See below for commonly asked COVID-19 questions and their answers:
Who is getting sick?
The median age of confirmed cases is 42 years old as of June 23. That’s down from 46 two months ago – meaning more younger people are contracting it.
However, the median age of deaths is still 78.
Lately, more young women are testing positive, but the virus is slightly deadlier among men.
Is race a factor?
Latinos and Pacific Islanders are testing positive at a rate four times higher than whites or Asians.
Health officials say some are more likely to have underlying health conditions that affect the severity of the disease.
Are we at risk of overwhelming hospitals with more people testing positive?
The number of people in the hospital with coronavirus is increasing.
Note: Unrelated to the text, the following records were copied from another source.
//! Asset validation and naming.
//!
//! Each asset is shipped under the basename of its path, so the resolver's job
//! is to make sure every requested path exists and that no two of them would be
//! shipped under the same name.

use crate::bundler::{
    error::{Error, Result},
    settings::absolute,
    utils::fs,
};
use std::{
    collections::BTreeMap,
    path::{Path, PathBuf},
};

/// Asset display name → absolute source path.
///
/// Ordered so the serialized SEA configuration is identical across builds.
pub type AssetMap = BTreeMap<String, PathBuf>;

/// Resolves asset paths into an [`AssetMap`].
///
/// Paths are processed in the order given and are never copied, only checked.
/// The first missing path, or the first path whose basename was already taken,
/// stops resolution.
///
/// # Errors
///
/// - Reference error if a path does not exist.
/// - Duplicate asset error naming the shared basename and both paths.
pub async fn resolve_assets<P: AsRef<Path>>(paths: &[P]) -> Result<AssetMap> {
    let mut assets = AssetMap::new();

    for path in paths {
        let resolved = absolute(path.as_ref())?;

        if !fs::exists(&resolved).await {
            return Err(Error::not_found(resolved));
        }

        let name = resolved
            .file_name()
            .and_then(|n| n.to_str())
            .map(str::to_owned)
            .ok_or_else(|| {
                Error::InvalidArgument(format!(
                    "'{}' has no UTF-8 file name to use as an asset name",
                    resolved.display()
                ))
            })?;

        if let Some(first) = assets.get(&name) {
            return Err(Error::DuplicateAsset {
                name,
                first: first.clone(),
                second: resolved,
            });
        }

        log::debug!("Asset '{}' -> {}", name, resolved.display());
        assets.insert(name, resolved);
    }

    Ok(assets)
}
The county has reserved 80% of hospital beds for patients with the disease, but there has been plenty of capacity so far.
Statistically, while younger people have been getting the virus, they are most capable of surviving.
Where are the recent cases happening?
Over the past month, cases are four times higher in Fallbrook and more than doubled among residents of every city except Chula Vista, Del Mar, El Cajon, La Mesa, National City and San Diego. Countywide, cases increased 84% since May 30.
Health officials point out data only tracks where people live, not where or how they contracted the virus.
Tracers have accepted there is wide community spread of the virus, which is why face coverings and handwashing are essential to curbing it.
Where are outbreaks occurring?
There have been 26 outbreaks. Six occurred in bars, five inside private homes, four at retailers, three inside businesses, two at manufacturing locations, and one each at a campground, a military base, a construction company, a community organization, a healthcare site and a grocery store.
Have the recent protests spread the virus?
No. Tracers have not connected any outbreak to an outdoor place or event, such as a protest or the beach.